───── MATERIAL SHOWN

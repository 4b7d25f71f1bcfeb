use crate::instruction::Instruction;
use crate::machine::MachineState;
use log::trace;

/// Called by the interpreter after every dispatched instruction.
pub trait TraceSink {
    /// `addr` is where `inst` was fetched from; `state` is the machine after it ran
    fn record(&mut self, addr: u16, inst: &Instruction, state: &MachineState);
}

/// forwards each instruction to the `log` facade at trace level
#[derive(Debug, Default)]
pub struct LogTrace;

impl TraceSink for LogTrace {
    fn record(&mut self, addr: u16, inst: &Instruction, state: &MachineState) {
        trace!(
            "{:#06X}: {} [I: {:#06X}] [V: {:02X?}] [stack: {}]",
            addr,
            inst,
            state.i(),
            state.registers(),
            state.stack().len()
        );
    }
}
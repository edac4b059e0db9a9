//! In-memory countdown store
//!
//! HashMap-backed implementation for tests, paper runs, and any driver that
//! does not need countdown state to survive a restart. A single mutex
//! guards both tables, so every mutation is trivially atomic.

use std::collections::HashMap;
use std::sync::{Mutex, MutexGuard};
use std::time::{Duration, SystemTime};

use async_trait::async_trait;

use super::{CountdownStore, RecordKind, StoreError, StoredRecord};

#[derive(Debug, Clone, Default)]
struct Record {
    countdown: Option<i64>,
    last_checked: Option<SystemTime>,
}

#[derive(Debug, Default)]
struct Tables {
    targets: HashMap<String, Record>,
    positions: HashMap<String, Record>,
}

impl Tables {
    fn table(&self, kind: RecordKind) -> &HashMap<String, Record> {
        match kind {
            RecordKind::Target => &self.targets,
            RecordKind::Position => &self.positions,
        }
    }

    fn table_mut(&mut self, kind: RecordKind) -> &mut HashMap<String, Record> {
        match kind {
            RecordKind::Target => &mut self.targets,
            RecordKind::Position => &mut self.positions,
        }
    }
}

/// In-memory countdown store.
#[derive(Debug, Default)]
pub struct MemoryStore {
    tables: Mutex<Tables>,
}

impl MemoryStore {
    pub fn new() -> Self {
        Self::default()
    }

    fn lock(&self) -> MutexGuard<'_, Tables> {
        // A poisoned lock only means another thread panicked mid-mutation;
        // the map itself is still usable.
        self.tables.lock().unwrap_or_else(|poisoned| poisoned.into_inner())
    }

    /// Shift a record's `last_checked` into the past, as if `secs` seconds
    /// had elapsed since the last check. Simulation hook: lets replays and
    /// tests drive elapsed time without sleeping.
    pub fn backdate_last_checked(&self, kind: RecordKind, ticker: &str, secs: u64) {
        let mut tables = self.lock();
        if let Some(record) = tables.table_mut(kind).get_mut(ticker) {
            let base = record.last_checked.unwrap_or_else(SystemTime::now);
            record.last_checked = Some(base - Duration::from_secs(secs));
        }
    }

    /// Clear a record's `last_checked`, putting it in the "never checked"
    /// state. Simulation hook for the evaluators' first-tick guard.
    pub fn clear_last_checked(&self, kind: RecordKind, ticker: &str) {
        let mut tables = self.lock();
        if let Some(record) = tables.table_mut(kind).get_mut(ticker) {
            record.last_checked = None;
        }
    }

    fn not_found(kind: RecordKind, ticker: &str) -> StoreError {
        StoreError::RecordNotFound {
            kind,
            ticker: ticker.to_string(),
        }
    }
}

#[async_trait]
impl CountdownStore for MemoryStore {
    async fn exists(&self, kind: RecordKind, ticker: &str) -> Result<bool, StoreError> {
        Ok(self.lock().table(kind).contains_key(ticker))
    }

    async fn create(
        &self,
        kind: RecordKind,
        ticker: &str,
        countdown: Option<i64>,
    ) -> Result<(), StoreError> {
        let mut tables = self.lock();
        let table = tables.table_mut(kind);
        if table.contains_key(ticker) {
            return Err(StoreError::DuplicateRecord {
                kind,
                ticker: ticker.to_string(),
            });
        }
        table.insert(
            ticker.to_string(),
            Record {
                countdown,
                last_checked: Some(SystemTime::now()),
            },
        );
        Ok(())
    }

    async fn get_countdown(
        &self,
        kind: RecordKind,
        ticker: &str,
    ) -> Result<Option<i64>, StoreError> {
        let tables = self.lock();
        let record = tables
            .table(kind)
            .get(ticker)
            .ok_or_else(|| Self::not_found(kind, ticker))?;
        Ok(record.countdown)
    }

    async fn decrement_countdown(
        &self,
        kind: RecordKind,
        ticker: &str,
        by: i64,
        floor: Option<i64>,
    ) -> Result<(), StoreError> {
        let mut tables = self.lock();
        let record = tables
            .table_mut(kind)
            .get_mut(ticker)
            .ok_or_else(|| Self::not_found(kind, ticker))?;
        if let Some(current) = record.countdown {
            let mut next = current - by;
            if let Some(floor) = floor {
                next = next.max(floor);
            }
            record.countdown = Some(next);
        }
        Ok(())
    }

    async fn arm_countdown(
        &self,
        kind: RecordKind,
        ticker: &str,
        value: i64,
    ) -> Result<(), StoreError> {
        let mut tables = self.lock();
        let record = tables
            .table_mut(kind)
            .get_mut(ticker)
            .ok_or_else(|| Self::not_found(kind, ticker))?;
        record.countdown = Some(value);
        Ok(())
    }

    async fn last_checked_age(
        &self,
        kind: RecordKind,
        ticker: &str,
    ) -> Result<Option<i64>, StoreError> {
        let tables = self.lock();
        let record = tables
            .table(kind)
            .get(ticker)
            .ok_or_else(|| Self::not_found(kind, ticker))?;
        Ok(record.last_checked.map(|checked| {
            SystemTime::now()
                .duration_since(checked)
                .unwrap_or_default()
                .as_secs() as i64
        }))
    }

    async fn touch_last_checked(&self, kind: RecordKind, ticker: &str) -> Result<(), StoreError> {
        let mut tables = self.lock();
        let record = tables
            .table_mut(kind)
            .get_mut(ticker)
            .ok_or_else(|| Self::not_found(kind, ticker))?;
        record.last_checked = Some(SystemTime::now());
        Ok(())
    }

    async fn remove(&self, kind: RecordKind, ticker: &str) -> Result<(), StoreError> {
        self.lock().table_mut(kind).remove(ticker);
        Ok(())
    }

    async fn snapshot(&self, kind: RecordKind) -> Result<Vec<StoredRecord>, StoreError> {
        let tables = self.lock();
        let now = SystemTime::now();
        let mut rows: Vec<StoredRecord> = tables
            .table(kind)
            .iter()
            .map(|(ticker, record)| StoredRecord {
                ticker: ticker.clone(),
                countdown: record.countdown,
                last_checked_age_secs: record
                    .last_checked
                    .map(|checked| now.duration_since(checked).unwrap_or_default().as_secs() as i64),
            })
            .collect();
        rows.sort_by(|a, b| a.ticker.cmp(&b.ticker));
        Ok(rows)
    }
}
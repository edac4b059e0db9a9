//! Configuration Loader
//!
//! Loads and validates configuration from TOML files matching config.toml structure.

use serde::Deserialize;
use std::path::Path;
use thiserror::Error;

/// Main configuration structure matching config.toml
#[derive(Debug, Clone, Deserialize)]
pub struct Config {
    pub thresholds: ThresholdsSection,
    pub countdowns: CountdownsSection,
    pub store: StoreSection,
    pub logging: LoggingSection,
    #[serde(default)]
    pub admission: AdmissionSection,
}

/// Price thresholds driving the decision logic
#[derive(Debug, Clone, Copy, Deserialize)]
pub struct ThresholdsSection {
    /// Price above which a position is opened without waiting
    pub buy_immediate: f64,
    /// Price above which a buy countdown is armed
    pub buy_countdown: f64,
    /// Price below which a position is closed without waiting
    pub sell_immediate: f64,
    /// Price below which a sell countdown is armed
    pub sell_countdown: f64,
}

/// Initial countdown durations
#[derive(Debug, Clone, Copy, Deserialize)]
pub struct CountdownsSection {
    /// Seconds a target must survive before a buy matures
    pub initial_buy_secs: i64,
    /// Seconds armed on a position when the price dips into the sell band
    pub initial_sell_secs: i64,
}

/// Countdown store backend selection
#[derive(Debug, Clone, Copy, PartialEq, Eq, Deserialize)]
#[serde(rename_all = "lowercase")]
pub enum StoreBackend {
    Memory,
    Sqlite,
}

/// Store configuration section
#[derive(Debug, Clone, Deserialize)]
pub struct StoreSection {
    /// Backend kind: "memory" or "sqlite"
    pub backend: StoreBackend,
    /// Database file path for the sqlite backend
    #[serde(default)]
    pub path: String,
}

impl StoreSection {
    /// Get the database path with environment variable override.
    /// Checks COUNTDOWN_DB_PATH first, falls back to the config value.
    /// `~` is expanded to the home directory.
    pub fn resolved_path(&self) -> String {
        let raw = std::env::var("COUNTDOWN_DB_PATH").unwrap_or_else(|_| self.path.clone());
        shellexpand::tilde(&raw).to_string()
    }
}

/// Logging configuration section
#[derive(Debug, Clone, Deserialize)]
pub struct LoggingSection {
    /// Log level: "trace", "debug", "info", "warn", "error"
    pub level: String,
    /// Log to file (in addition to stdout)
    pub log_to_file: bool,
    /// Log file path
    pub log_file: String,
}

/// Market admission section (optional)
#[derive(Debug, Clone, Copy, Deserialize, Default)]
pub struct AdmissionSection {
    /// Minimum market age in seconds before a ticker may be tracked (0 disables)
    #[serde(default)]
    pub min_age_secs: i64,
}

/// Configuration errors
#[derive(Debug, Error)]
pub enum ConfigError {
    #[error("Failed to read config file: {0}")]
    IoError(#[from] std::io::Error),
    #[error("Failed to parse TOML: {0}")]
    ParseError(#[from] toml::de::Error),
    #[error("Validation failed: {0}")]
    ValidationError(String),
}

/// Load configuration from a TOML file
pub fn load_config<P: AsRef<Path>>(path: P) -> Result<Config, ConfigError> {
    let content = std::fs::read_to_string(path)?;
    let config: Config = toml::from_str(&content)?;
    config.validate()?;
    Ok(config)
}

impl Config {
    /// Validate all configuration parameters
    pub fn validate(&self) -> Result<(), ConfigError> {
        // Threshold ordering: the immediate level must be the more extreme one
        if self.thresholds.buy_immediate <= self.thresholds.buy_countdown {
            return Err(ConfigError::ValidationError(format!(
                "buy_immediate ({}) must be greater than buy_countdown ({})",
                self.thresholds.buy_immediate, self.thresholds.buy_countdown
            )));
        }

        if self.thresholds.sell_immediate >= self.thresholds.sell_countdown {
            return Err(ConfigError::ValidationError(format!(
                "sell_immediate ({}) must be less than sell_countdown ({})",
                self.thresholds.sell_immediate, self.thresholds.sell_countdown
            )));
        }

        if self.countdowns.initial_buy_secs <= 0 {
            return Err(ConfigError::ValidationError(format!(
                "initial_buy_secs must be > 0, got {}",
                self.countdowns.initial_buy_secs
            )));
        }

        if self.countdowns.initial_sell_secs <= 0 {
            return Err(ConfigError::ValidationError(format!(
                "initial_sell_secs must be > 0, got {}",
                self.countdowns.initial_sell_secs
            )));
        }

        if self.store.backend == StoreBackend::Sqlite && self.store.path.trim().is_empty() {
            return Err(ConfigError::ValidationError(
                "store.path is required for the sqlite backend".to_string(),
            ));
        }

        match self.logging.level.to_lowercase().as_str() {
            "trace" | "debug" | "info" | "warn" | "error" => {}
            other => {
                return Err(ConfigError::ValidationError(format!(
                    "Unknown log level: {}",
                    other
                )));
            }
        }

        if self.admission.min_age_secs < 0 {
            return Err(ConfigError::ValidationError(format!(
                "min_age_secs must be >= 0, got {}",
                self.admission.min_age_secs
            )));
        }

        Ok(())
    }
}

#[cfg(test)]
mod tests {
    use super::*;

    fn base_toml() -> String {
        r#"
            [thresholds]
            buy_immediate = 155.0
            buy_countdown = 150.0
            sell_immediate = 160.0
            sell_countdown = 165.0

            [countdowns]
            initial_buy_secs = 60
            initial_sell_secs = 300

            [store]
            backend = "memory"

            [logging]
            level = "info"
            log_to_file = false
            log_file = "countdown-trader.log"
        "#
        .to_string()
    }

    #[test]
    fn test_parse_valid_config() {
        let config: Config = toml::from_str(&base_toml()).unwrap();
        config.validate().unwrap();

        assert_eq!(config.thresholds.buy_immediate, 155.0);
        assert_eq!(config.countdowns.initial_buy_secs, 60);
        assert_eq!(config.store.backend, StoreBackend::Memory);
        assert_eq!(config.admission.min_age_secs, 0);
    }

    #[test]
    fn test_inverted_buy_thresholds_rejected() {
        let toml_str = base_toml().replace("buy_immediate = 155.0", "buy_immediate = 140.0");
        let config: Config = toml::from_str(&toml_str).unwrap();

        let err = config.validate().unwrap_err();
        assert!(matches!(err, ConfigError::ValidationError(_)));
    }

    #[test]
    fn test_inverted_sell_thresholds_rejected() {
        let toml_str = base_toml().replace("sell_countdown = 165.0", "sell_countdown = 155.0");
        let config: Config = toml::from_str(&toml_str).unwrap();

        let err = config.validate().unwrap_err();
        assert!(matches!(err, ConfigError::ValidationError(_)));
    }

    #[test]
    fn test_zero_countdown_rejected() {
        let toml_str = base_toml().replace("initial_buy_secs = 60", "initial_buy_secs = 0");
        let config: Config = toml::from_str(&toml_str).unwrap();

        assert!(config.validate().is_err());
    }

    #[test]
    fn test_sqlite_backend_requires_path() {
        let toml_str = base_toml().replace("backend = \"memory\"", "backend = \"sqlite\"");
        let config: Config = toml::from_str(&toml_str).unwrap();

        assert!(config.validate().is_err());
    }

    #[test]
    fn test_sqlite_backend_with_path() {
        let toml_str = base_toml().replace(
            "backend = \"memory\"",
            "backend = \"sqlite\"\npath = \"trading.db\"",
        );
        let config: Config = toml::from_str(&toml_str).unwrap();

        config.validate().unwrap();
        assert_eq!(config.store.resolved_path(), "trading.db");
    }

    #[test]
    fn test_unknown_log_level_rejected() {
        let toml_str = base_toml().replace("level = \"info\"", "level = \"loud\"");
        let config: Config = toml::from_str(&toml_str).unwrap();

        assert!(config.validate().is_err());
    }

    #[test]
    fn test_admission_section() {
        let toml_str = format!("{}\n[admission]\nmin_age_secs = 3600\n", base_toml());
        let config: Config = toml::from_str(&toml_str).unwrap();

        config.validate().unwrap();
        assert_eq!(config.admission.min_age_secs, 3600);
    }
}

──────────

• **EXERCISE GOAL**: When the line with "let base = record.last_checked.unwrap_or_else(SystemTime::now);" is reached in the data above, start copying there, and copy each line exactly until the line with "Clear a record's" has been copied; copy nothing else.

• **WRITTEN ANSWER**:
            let base = record.last_checked.unwrap_or_else(SystemTime::now);
            record.last_checked = Some(base - Duration::from_secs(secs));
        }
    }

    /// Clear a record's `last_checked`, putting it in the "never checked"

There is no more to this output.